+++ TASK MATERIAL

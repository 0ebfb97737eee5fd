//! Domain model: friends, their contact history and the data attached to them.

pub mod contact_history;
pub mod frequency;
pub mod friend;
pub mod group;
pub mod name;
pub mod tag;

pub use contact_history::{ContactError, ContactHistory};
pub use frequency::ContactFrequency;
pub use friend::{ContactStatus, Friend};
pub use group::Group;
pub use name::Name;
pub use tag::{TAG_PALETTE, Tag};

++++++

> TASK
Every line from the one containing "pub mod friend;" through the last line of the entries must be written out verbatim, and no other line.

> EXERCISE SOLUTION
pub mod friend;
pub mod group;
pub mod name;
pub mod tag;

pub use contact_history::{ContactError, ContactHistory};
pub use frequency::ContactFrequency;
pub use friend::{ContactStatus, Friend};
pub use group::Group;
pub use name::Name;
pub use tag::{TAG_PALETTE, Tag};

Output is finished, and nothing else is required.